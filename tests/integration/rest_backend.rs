//! Integration tests for the REST backend against a live local server.
//!
//! Each test starts `taskjr-server` on an ephemeral port and drives it
//! through `RestBackend`, directly and through `TaskStore`.

#![allow(clippy::expect_used, clippy::unwrap_used)]

use std::net::SocketAddr;
use std::sync::Arc;
use std::time::Duration;

use chrono::NaiveDate;
use url::Url;

use taskjr::backend::rest::{RestBackend, RestConfig};
use taskjr::backend::{Backend, BackendError, BackendType};
use taskjr::store::TaskStore;
use taskjr_proto::task::{NewTask, Priority, TaskId, TaskPatch, TaskStatus};
use taskjr_server::config::UserAccount;
use taskjr_server::server::{ServerState, start_server_with_state};

const API_KEY: &str = "anon-key";

// ---------------------------------------------------------------------------
// Helper functions
// ---------------------------------------------------------------------------

fn account(name: &str) -> UserAccount {
    UserAccount {
        token: format!("{name}-token"),
        id: name.to_string(),
        email: Some(format!("{name}@example.com")),
    }
}

async fn start_test_server() -> (SocketAddr, tokio::task::JoinHandle<()>) {
    let state = ServerState::new([account("alice"), account("bob")]).with_api_key(API_KEY);
    start_server_with_state("127.0.0.1:0", Arc::new(state))
        .await
        .unwrap()
}

fn client(addr: SocketAddr, token: Option<&str>) -> RestBackend {
    RestBackend::new(&RestConfig {
        base_url: Url::parse(&format!("http://{addr}")).unwrap(),
        api_key: API_KEY.to_string(),
        access_token: token.map(str::to_string),
        timeout: Duration::from_secs(5),
    })
    .unwrap()
}

fn date(y: i32, m: u32, d: u32) -> NaiveDate {
    NaiveDate::from_ymd_opt(y, m, d).unwrap()
}

// ===========================================================================
// Session
// ===========================================================================

#[tokio::test]
async fn current_user_resolves_bearer_token() {
    let (addr, _handle) = start_test_server().await;
    let backend = client(addr, Some("alice-token"));

    let user = backend.current_user().await.unwrap().unwrap();
    assert_eq!(user.id, "alice");
    assert_eq!(user.email.as_deref(), Some("alice@example.com"));
    assert_eq!(backend.backend_type(), BackendType::Rest);
}

#[tokio::test]
async fn unknown_or_missing_token_means_signed_out() {
    let (addr, _handle) = start_test_server().await;
    assert_eq!(client(addr, Some("forged")).current_user().await.unwrap(), None);
    assert_eq!(client(addr, None).current_user().await.unwrap(), None);
}

#[tokio::test]
async fn data_calls_without_session_are_unauthorized() {
    let (addr, _handle) = start_test_server().await;
    let err = client(addr, None).list_tasks().await.unwrap_err();
    assert!(matches!(err, BackendError::Unauthorized));
}

// ===========================================================================
// Rows
// ===========================================================================

#[tokio::test]
async fn insert_returns_server_assigned_row() {
    let (addr, _handle) = start_test_server().await;
    let backend = client(addr, Some("alice-token"));

    let fields = NewTask::new("Plan sprint")
        .with_description("two weeks")
        .with_priority(Priority::High)
        .with_due_date(date(2025, 5, 1));
    let row = backend.insert_task(&fields).await.unwrap();

    assert!(!row.id.as_str().is_empty());
    assert_eq!(row.owner_id, "alice");
    assert_eq!(row.title, "Plan sprint");
    assert_eq!(row.description.as_deref(), Some("two weeks"));
    assert_eq!(row.status, TaskStatus::Todo);
    assert_eq!(row.priority, Priority::High);
    assert_eq!(row.due_date, Some(date(2025, 5, 1)));
    assert_eq!(row.created_at, row.updated_at);
}

#[tokio::test]
async fn list_is_newest_first_and_owner_scoped() {
    let (addr, _handle) = start_test_server().await;
    let alice = client(addr, Some("alice-token"));
    let bob = client(addr, Some("bob-token"));

    let first = alice.insert_task(&NewTask::new("first")).await.unwrap();
    let second = alice.insert_task(&NewTask::new("second")).await.unwrap();
    bob.insert_task(&NewTask::new("bob's")).await.unwrap();

    assert_eq!(alice.list_tasks().await.unwrap(), vec![second, first.clone()]);
    assert_eq!(bob.list_tasks().await.unwrap().len(), 1);

    let err = bob
        .update_task(&first.id, &TaskPatch::status(TaskStatus::Done))
        .await
        .unwrap_err();
    assert!(matches!(err, BackendError::Status { status: 404, .. }));
}

#[tokio::test]
async fn patch_clears_nullable_fields() {
    let (addr, _handle) = start_test_server().await;
    let backend = client(addr, Some("alice-token"));
    let row = backend
        .insert_task(
            &NewTask::new("t")
                .with_description("d")
                .with_due_date(date(2025, 5, 1)),
        )
        .await
        .unwrap();

    let patch = TaskPatch::new()
        .with_description(None)
        .with_due_date(None)
        .with_status(TaskStatus::InProgress);
    backend.update_task(&row.id, &patch).await.unwrap();

    let updated = backend.list_tasks().await.unwrap().remove(0);
    assert_eq!(updated.description, None);
    assert_eq!(updated.due_date, None);
    assert_eq!(updated.status, TaskStatus::InProgress);
    assert_eq!(updated.title, "t");
    assert!(updated.updated_at > row.updated_at);
}

#[tokio::test]
async fn unknown_id_is_404_with_message() {
    let (addr, _handle) = start_test_server().await;
    let backend = client(addr, Some("alice-token"));

    let err = backend.delete_task(&TaskId::new("ghost")).await.unwrap_err();
    match err {
        BackendError::Status { status, message } => {
            assert_eq!(status, 404);
            assert_eq!(message, "no task with id ghost");
        }
        other => panic!("unexpected error: {other:?}"),
    }
}

#[tokio::test]
async fn empty_title_is_rejected_by_server() {
    let (addr, _handle) = start_test_server().await;
    let err = client(addr, Some("alice-token"))
        .insert_task(&NewTask::new(""))
        .await
        .unwrap_err();
    assert!(matches!(err, BackendError::Status { status: 400, .. }));
}

#[tokio::test]
async fn wrong_api_key_is_unauthorized() {
    let (addr, _handle) = start_test_server().await;
    let backend = RestBackend::new(&RestConfig {
        base_url: Url::parse(&format!("http://{addr}")).unwrap(),
        api_key: "other-key".to_string(),
        access_token: Some("alice-token".to_string()),
        timeout: Duration::from_secs(5),
    })
    .unwrap();
    assert!(matches!(
        backend.list_tasks().await,
        Err(BackendError::Unauthorized)
    ));
}

#[tokio::test]
async fn unreachable_server_is_transport_error() {
    let (addr, handle) = start_test_server().await;
    handle.abort();
    let _ = handle.await;
    let err = client(addr, Some("alice-token"))
        .list_tasks()
        .await
        .unwrap_err();
    assert!(matches!(err, BackendError::Transport(_)));
}

// ===========================================================================
// Store over HTTP
// ===========================================================================

#[tokio::test]
async fn store_round_trip_over_http() {
    let (addr, _handle) = start_test_server().await;
    let store = TaskStore::new(client(addr, Some("alice-token")));

    assert!(store.check_session().await.unwrap().is_some());
    store.fetch_tasks().await.unwrap();
    assert!(store.tasks().is_empty());

    let a = store.add_task(NewTask::new("A")).await.unwrap();
    let b = store.add_task(NewTask::new("B")).await.unwrap();
    assert!(store.move_task(&a.id, TaskStatus::Done).await.unwrap());
    store.delete_task(&b.id).await.unwrap();

    let local = store.tasks();
    store.fetch_tasks().await.unwrap();
    let remote = store.tasks();
    assert_eq!(local.len(), 1);
    assert_eq!(remote.len(), 1);
    assert_eq!(local[0].id, remote[0].id);
    assert_eq!(remote[0].status, TaskStatus::Done);
}

#[tokio::test]
async fn store_records_server_message_on_rollback() {
    let (addr, _handle) = start_test_server().await;
    let alice = TaskStore::new(client(addr, Some("alice-token")));
    alice.fetch_tasks().await.unwrap();
    let task = alice.add_task(NewTask::new("shared")).await.unwrap();

    // The row disappears behind the store's back.
    client(addr, Some("alice-token"))
        .delete_task(&task.id)
        .await
        .unwrap();

    let result = alice
        .update_task(&task.id, TaskPatch::new().with_title("renamed"))
        .await;
    assert!(result.is_err());
    assert_eq!(alice.task(&task.id).unwrap().title, "shared");
    assert_eq!(
        alice.error(),
        Some(format!("no task with id {}", task.id))
    );
}
//! `Taskjr` development server library.
//!
//! An in-memory implementation of the hosted REST backend the `taskjr`
//! client talks to, exposed for integration tests and local development.

pub mod config;
pub mod server;
pub mod store;
//! `Taskjr` development server: an in-memory stand-in for the hosted
//! backend.
//!
//! # Usage
//!
//! ```bash
//! # Run on the default address 127.0.0.1:54321
//! cargo run --bin taskjr-server -- --config dev-users.toml
//!
//! # Run on a custom address
//! TASKJR_SERVER_ADDR=127.0.0.1:8080 cargo run --bin taskjr-server
//! ```

use std::sync::Arc;

use clap::Parser;
use taskjr_server::config::{ServerCliArgs, ServerConfig};
use taskjr_server::server::{self, ServerState};

#[tokio::main]
async fn main() {
    let cli = ServerCliArgs::parse();

    let config = match ServerConfig::load(&cli) {
        Ok(c) => c,
        Err(e) => {
            eprintln!("Error loading configuration: {e}");
            std::process::exit(1);
        }
    };

    let env_filter = tracing_subscriber::EnvFilter::try_from_default_env()
        .unwrap_or_else(|_| tracing_subscriber::EnvFilter::new(&config.log_level));
    tracing_subscriber::fmt().with_env_filter(env_filter).init();

    if config.users.is_empty() {
        tracing::warn!("no [[users]] configured; every request will be rejected");
    }
    tracing::info!(addr = %config.bind_addr, users = config.users.len(), "starting taskjr server");

    let state = Arc::new(ServerState::from_config(&config));

    match server::start_server_with_state(&config.bind_addr, state).await {
        Ok((bound_addr, handle)) => {
            tracing::info!(addr = %bound_addr, "server listening");
            if let Err(e) = handle.await {
                tracing::error!(error = %e, "server task failed");
            }
        }
        Err(e) => {
            tracing::error!(error = %e, "failed to start server");
            std::process::exit(1);
        }
    }
}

* _WHAT TO DO_:
Each line in the listing above that contains "UserAccount" should be copied.

* _RESPONSE TO THIS EXERCISE_:
use taskjr_server::config::UserAccount;
fn account(name: &str) -> UserAccount {
    UserAccount {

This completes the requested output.